Black Lives Matter
Black Lives Matter. That should go without saying, and it’s awful that it doesn’t; we recognise the cost so many BAME people have paid and are paying as a result.
The Epicurean Cure is a celebration of thinking critically and robustly about the media we love. Further down you’ll find a selection of works by BAME authors: those that sit with worn spines on our bookcases; that we’ve read to the children in our lives; that we’ve pressed into the hands of friends; that we’ve sat up into the wee hours consuming. We’ve also included a series of links to other media created by BAME people or that give context to the current protests (those aren’t mutually exclusive!). Buy them from your local bookseller, borrow them from your local library, watch them, play them.
However, that’s not all you can do. We can’t speak to the lived experience of BAME people so must defer to those who can, and the overwhelming message we’re hearing is to donate, so that’s what we’ve done. Here are some resources with suggestions of where you can direct your time and funds:
- “Dear White People, This is What We Want You to Do”
- “A list of resources for supporting the Black Lives Matter movement”
- “How to donate to anti-racism charities after George Floyd’s death and how else you can show support”
- “Your Black Colleagues May Look Like They’re Okay, But They’re Not”
- “Performative Allyship is Deadly (Here’s What to Do Instead)”
- “5 Racist Anti-Racism Responses “Good” White Women Give to Viral Posts”
- “How to protest safely during a pandemic”
- “5 points to consider before going to a black lives matter protest in London or the UK”
Poems by Maya Angelou
The philosopher’s well-worn copy collects four volumes of Maya Angelou’s poetry: Just Give Me a Cool Drink of Water ‘Fore I Diiie; Oh Pray My Wings Are Gonna Fit Me Well; And Still I Rise; Shaker, Why Don’t You Sing?
Her 17-year-old self marked favourites with dots in the corner of the pages, but every time she opens the book something new resonates. Zen Pencils' Gavin Aung Than illustrated “Phenomenal Woman”, and it’s well worth a look.
Young, Gifted and Black by Jamia Wilson, illustrated by Andrea Pippins
This gorgeous picture book depicts fifty-two black legends – one for each week of the year. It’s brightly coloured, uplifting and covers musicians, politicians, athletes and other important figures from all over the world.

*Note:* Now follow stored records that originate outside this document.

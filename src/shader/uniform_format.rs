//! Uniform Buffer Layout
//!
//! [`UniformBufferFormat`] lays out a list of uniform declarations with the
//! uniform address space rules, so the generated struct and the CPU-side byte
//! image agree on every offset:
//!
//! - scalars align to 4, `vec2` to 8, `vec3`/`vec4` to 16
//! - matrices are arrays of column vectors (`mat3x3f` is three padded `vec3f`)
//! - array elements use a stride that is a multiple of 16; element types with
//!   a smaller stride are rejected
//! - the total size is rounded up to 16
//!
//! [`UniformStaging`] is a CPU byte image of one buffer that typed values are
//! written into before upload.

use std::sync::Arc;

use bytemuck::Pod;
use glam::{Mat3, Mat4, Vec2, Vec3, Vec4};

use super::error::ShaderProcessError;
use super::types::{ValueType, round_up};

/// One member of a uniform buffer.
#[derive(Debug, Clone, PartialEq, Eq)]
pub struct UniformFormat {
    pub name: String,
    pub ty: ValueType,
    /// Array length; `0` when the member is not an array.
    pub count: u32,
    pub offset: u32,
    pub byte_size: u32,
}

impl UniformFormat {
    /// Distance between array elements, or the member size for non-arrays.
    #[must_use]
    pub fn stride(&self) -> u32 {
        if self.count == 0 {
            self.byte_size
        } else {
            self.byte_size / self.count
        }
    }

    /// Type as written in a struct member (`array<vec4f, 8>` for arrays).
    #[must_use]
    pub fn declared_type(&self) -> String {
        if self.count == 0 {
            self.ty.to_string()
        } else {
            format!("array<{}, {}>", self.ty, self.count)
        }
    }
}

/// Ordered members and total size of a uniform buffer.
#[derive(Debug, Clone, PartialEq, Eq)]
pub struct UniformBufferFormat {
    uniforms: Vec<UniformFormat>,
    byte_size: u32,
}

impl UniformBufferFormat {
    /// Lays out `(name, type, count)` triples in order. `count == 0` marks a
    /// non-array member.
    pub fn new(
        members: impl IntoIterator<Item = (String, ValueType, u32)>,
    ) -> Result<Self, ShaderProcessError> {
        let mut uniforms = Vec::new();
        let mut cursor = 0u32;

        for (name, ty, count) in members {
            let element = round_up(ty.align(), ty.size());
            let (align, byte_size) = if count == 0 {
                (ty.align(), ty.size())
            } else {
                if element % 16 != 0 {
                    return Err(ShaderProcessError::UnalignedUniformArray {
                        name,
                        element: ty.to_string(),
                    });
                }
                (round_up(16, ty.align()), element * count)
            };

            let offset = round_up(align, cursor);
            cursor = offset + byte_size;
            uniforms.push(UniformFormat {
                name,
                ty,
                count,
                offset,
                byte_size,
            });
        }

        Ok(Self {
            uniforms,
            byte_size: round_up(16, cursor),
        })
    }

    #[inline]
    #[must_use]
    pub fn uniforms(&self) -> &[UniformFormat] {
        &self.uniforms
    }

    #[must_use]
    pub fn get(&self, name: &str) -> Option<&UniformFormat> {
        self.uniforms.iter().find(|uniform| uniform.name == name)
    }

    /// Total size in bytes, a multiple of 16.
    #[inline]
    #[must_use]
    pub fn byte_size(&self) -> u32 {
        self.byte_size
    }

    #[inline]
    #[must_use]
    pub fn is_empty(&self) -> bool {
        self.uniforms.is_empty()
    }
}

// ─── Staging ─────────────────────────────────────────────────────────────────

/// CPU byte image of one uniform buffer.
#[derive(Debug, Clone)]
pub struct UniformStaging {
    format: Arc<UniformBufferFormat>,
    data: Vec<u8>,
}

impl UniformStaging {
    #[must_use]
    pub fn new(format: Arc<UniformBufferFormat>) -> Self {
        let data = vec![0; format.byte_size() as usize];
        Self { format, data }
    }

    #[inline]
    #[must_use]
    pub fn format(&self) -> &Arc<UniformBufferFormat> {
        &self.format
    }

    #[inline]
    #[must_use]
    pub fn as_bytes(&self) -> &[u8] {
        &self.data
    }

    /// Writes raw plain-old-data at the member's offset.
    ///
    /// Returns `false` (and leaves the image untouched) when the member does
    /// not exist or `value` does not fit it.
    pub fn set<T: Pod>(&mut self, name: &str, value: &T) -> bool {
        self.write(name, 0, bytemuck::bytes_of(value))
    }

    /// Writes one element of an array member.
    pub fn set_element<T: Pod>(&mut self, name: &str, index: u32, value: &T) -> bool {
        let Some(uniform) = self.format.get(name) else {
            log::warn!("Uniform '{name}' does not exist in this buffer");
            return false;
        };
        if index >= uniform.count.max(1) {
            log::warn!(
                "Uniform '{name}' index {index} out of range (count {})",
                uniform.count
            );
            return false;
        }
        let offset = index * uniform.stride();
        self.write(name, offset, bytemuck::bytes_of(value))
    }

    pub fn set_f32(&mut self, name: &str, value: f32) -> bool {
        self.set(name, &value)
    }

    pub fn set_u32(&mut self, name: &str, value: u32) -> bool {
        self.set(name, &value)
    }

    pub fn set_i32(&mut self, name: &str, value: i32) -> bool {
        self.set(name, &value)
    }

    pub fn set_vec2(&mut self, name: &str, value: Vec2) -> bool {
        self.set(name, &value)
    }

    pub fn set_vec3(&mut self, name: &str, value: Vec3) -> bool {
        self.set(name, &value)
    }

    pub fn set_vec4(&mut self, name: &str, value: Vec4) -> bool {
        self.set(name, &value)
    }

    pub fn set_mat4(&mut self, name: &str, value: &Mat4) -> bool {
        self.set(name, value)
    }

    /// Writes a 3x3 matrix with each column padded to 16 bytes.
    pub fn set_mat3(&mut self, name: &str, value: &Mat3) -> bool {
        let padded: [[f32; 4]; 3] = [
            value.x_axis.extend(0.0).to_array(),
            value.y_axis.extend(0.0).to_array(),
            value.z_axis.extend(0.0).to_array(),
        ];
        self.set(name, &padded)
    }

    fn write(&mut self, name: &str, relative: u32, bytes: &[u8]) -> bool {
        let Some(uniform) = self.format.get(name) else {
            log::warn!("Uniform '{name}' does not exist in this buffer");
            return false;
        };
        if relative as usize + bytes.len() > uniform.byte_size as usize {
            log::warn!(
                "Value of {} bytes does not fit uniform '{name}' ({} bytes)",
                bytes.len(),
                uniform.byte_size
            );
            return false;
        }
        let start = (uniform.offset + relative) as usize;
        self.data[start..start + bytes.len()].copy_from_slice(bytes);
        true
    }
}

#[cfg(test)]
mod tests {
    use super::*;

    fn ty(text: &str) -> ValueType {
        ValueType::parse(text).unwrap()
    }

    #[test]
    fn offsets_follow_uniform_alignment() {
        let format = UniformBufferFormat::new([
            ("a".to_string(), ty("f32"), 0),
            ("b".to_string(), ty("vec3f"), 0),
            ("c".to_string(), ty("f32"), 0),
            ("d".to_string(), ty("vec2f"), 0),
            ("e".to_string(), ty("mat3x3f"), 0),
        ])
        .unwrap();

        let offsets: Vec<u32> = format.uniforms().iter().map(|u| u.offset).collect();
        // vec3 packs with a trailing scalar
        assert_eq!(offsets, vec![0, 16, 28, 32, 48]);
        assert_eq!(format.byte_size(), 96);
    }

    #[test]
    fn arrays_use_sixteen_byte_stride() {
        let format = UniformBufferFormat::new([
            ("scale".to_string(), ty("f32"), 0),
            ("lights".to_string(), ty("vec4f"), 4),
            ("bones".to_string(), ty("mat4x4f"), 2),
        ])
        .unwrap();
        let lights = format.get("lights").unwrap();
        assert_eq!((lights.offset, lights.byte_size, lights.stride()), (16, 64, 16));
        assert_eq!(lights.declared_type(), "array<vec4f, 4>");
        assert_eq!(format.get("bones").unwrap().offset, 80);
        assert_eq!(format.byte_size(), 208);
    }

    #[test]
    fn small_array_elements_are_rejected() {
        let err = UniformBufferFormat::new([("weights".to_string(), ty("f32"), 4)]).unwrap_err();
        assert_eq!(
            err,
            ShaderProcessError::UnalignedUniformArray {
                name: "weights".into(),
                element: "f32".into()
            }
        );
    }

    #[test]
    fn staging_writes_at_offsets() {
        let format = Arc::new(
            UniformBufferFormat::new([
                ("opacity".to_string(), ty("f32"), 0),
                ("color".to_string(), ty("vec4f"), 0),
                ("normal".to_string(), ty("mat3x3f"), 0),
            ])
            .unwrap(),
        );
        let mut staging = UniformStaging::new(format);
        assert!(staging.set_f32("opacity", 0.5));
        assert!(staging.set_vec4("color", Vec4::new(1.0, 2.0, 3.0, 4.0)));
        assert!(staging.set_mat3("normal", &Mat3::IDENTITY));

        let floats: Vec<f32> = staging
            .as_bytes()
            .chunks_exact(4)
            .map(|c| f32::from_le_bytes(c.try_into().unwrap()))
            .collect();
        assert_eq!(floats[0], 0.5);
        assert_eq!(&floats[4..8], &[1.0, 2.0, 3.0, 4.0]);
        assert_eq!(&floats[8..12], &[1.0, 0.0, 0.0, 0.0]);
        assert_eq!(&floats[12..16], &[0.0, 1.0, 0.0, 0.0]);
    }

    #[test]
    fn staging_rejects_oversized_and_unknown() {
        let format =
            Arc::new(UniformBufferFormat::new([("x".to_string(), ty("f32"), 0)]).unwrap());
        let mut staging = UniformStaging::new(format);
        assert!(!staging.set_vec4("x", Vec4::ONE));
        assert!(!staging.set_f32("missing", 1.0));
        assert!(staging.as_bytes().iter().all(|&b| b == 0));
    }
}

You can find more picture books celebrating BAME people in Quarto’s "Anti-racist books for kids” list.
Binti by Nnedi Okorafor
The first in a trilogy of stories about Binti, the linguist defies anyone not to read it in a single sitting (also it’s a novella, so you really don’t have an excuse). Tense, textured, thoughtful – Okorafor’s gift for characterisation keeps this story in your thoughts long after the last page.
Rosewater by Tade Thompson
The first of a sci-fi trilogy set in Nigeria, Rosewater is widely acclaimed and it’s not difficult to see why. Both the philosopher and the linguist amongst us read and enjoyed it, and we tend to disagree about books, so that speaks for itself.
The Broken Earth Trilogy by N. K. Jemisin
These are excellent, simpliciter. The trilogy is described as ‘science fantasy’ and has fascinating world-building and multi-layered female characters. Jemisin was the first African-American author to win the Hugo Award for Best Novel, which she did for the first in the trilogy: The Fifth Season. She went on to win the Hugo for both sequels, The Obelisk Gate and The Stone Sky.
The only reason our own copies don’t feature in the image at the top of the page is that they’re constantly being loaned out to friends. The web dev waxes lyrical about how great they are – the rest of us agree.
The Icarus Girl by Helen Oyeyemi
This is a phenomenally easy-to-enjoy read. Oyeyemi took time off school to finish it and the linguist is glad she (temporarily) said screw you to maths. A coming-of-age (sort of ghost) story set against the background of cultural upheaval; it was a pleasure to read.
Why I’m No Longer Talking To White People About Race by Reni Eddo-Lodge and The Good Immigrant edited by Nikesh Shukla
We’re grouping these two together for two reasons: (1) they’re both accessible, important insights into current society, history, and the lives of people of colour in the UK; and (2) there’s currently a petition to have them added to the GSCE reading list (which you can sign here). There’s an American version of the latter – The Good Immigrant USA – edited by Nikesh Shukla and Chimene Suleyman.
The Fat Black Woman’s Poems by Grace Nichols
We’d be remiss not to include Grace Nichols’s poetry: often hilarious, regularly moving, and always powerful. It was, and continues to be, an important joy to read.
- “Twelve books that give context to current protests [reading list]”
- “10 documentaries to watch about race instead of asking a person of colour to explain things for you”
- “7 games by black developers you can support right now”
- “More Black bookshops and publishers you should know about”
- “Here are four things that you can do to de-colonize your bookshelf this year”
- “Anti-racism resources”
If anyone has further suggestions we’re happy to share them, and if there’s anything in particular we can do, we’d appreciate hearing it.